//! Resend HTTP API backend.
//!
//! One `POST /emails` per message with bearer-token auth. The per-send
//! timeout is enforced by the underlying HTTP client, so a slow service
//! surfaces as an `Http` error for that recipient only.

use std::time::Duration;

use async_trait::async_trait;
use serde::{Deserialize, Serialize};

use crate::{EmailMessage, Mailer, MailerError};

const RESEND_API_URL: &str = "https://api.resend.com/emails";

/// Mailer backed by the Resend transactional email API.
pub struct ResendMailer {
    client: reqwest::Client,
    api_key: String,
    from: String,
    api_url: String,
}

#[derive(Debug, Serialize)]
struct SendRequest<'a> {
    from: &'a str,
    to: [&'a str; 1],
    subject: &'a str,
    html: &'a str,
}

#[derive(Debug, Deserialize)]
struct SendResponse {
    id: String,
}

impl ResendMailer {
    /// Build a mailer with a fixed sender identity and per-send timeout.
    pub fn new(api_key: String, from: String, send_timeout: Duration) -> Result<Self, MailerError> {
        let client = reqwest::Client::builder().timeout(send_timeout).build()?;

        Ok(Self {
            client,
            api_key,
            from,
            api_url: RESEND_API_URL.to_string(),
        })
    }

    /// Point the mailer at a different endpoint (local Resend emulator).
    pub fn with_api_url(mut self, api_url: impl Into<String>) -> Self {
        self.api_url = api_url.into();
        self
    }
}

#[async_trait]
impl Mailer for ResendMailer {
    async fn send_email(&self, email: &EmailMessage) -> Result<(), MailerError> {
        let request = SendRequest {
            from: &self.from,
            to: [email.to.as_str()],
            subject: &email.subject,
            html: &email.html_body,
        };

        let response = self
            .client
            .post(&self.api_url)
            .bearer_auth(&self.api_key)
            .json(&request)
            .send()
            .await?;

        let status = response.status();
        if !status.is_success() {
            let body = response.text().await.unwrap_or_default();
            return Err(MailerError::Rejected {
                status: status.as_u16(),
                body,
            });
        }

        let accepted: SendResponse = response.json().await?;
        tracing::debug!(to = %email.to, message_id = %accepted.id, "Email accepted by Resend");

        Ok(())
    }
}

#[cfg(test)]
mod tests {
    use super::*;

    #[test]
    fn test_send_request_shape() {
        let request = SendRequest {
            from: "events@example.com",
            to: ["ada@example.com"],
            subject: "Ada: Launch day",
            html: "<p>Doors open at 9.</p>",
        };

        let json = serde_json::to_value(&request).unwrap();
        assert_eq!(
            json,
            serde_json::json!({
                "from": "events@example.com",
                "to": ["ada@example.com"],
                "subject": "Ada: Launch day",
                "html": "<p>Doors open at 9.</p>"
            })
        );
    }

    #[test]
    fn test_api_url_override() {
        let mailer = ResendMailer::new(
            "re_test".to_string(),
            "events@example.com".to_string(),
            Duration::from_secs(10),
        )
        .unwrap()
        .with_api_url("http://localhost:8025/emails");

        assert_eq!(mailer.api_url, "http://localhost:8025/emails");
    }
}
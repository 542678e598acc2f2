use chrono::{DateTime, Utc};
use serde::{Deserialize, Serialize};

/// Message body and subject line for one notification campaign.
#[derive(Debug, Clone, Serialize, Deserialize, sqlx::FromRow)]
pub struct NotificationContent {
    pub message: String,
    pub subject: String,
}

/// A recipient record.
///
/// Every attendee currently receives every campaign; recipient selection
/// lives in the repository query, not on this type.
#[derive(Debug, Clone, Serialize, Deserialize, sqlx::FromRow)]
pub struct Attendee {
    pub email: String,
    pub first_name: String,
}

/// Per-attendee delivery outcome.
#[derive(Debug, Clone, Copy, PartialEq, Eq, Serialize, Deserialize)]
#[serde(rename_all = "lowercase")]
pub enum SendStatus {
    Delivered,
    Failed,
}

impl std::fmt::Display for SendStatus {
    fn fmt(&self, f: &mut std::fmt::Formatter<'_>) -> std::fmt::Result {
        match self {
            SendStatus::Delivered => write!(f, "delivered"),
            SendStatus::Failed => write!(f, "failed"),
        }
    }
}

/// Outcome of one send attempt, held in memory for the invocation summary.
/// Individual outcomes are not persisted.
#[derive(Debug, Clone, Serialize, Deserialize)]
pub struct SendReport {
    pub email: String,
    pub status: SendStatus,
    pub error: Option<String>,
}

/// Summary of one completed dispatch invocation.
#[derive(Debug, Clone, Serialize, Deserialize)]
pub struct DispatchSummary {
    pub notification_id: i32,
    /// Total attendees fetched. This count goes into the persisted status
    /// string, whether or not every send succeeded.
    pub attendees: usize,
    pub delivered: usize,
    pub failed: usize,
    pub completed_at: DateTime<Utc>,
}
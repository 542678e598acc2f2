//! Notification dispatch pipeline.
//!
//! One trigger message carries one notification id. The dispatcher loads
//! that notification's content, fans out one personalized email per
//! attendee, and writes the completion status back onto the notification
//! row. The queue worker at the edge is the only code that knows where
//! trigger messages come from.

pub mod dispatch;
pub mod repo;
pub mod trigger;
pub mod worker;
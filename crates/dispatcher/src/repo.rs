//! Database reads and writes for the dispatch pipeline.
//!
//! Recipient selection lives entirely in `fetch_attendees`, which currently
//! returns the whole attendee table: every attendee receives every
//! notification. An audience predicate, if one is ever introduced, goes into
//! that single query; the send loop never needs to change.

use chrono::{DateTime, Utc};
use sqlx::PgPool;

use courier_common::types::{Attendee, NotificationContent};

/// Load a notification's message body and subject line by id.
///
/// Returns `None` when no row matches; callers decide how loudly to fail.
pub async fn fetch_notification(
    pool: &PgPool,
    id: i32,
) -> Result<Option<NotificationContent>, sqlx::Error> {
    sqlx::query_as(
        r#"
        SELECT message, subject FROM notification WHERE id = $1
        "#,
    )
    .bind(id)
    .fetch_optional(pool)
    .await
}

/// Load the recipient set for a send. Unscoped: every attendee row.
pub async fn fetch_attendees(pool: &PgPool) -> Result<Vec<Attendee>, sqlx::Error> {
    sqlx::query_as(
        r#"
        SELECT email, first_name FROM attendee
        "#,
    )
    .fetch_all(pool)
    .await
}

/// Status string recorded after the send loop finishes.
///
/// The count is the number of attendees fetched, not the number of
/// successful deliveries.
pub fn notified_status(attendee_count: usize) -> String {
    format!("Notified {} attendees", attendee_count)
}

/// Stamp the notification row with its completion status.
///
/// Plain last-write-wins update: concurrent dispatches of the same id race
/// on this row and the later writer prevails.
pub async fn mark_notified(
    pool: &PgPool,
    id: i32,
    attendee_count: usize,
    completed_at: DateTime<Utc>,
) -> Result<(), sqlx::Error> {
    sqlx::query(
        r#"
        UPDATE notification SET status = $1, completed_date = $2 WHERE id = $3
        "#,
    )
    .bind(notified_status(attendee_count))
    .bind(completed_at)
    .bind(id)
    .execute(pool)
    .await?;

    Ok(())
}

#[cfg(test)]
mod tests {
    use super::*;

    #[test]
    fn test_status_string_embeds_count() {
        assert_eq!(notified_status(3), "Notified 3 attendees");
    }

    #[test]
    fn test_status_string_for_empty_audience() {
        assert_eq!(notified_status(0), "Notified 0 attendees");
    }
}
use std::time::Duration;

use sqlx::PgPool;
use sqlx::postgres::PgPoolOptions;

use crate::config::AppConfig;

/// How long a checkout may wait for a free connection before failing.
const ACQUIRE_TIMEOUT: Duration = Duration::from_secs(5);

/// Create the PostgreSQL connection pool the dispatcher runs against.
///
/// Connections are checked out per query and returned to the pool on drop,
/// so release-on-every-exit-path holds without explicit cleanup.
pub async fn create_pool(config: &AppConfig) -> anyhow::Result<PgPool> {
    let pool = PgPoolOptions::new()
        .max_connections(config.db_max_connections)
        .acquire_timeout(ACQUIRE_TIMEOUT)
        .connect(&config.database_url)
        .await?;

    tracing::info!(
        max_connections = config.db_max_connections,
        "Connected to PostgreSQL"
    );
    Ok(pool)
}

■ **TASK PROMPT**
Go through the data line by line and say how many lines contain "const". Give the number alone.

■ **SOLUTION**
2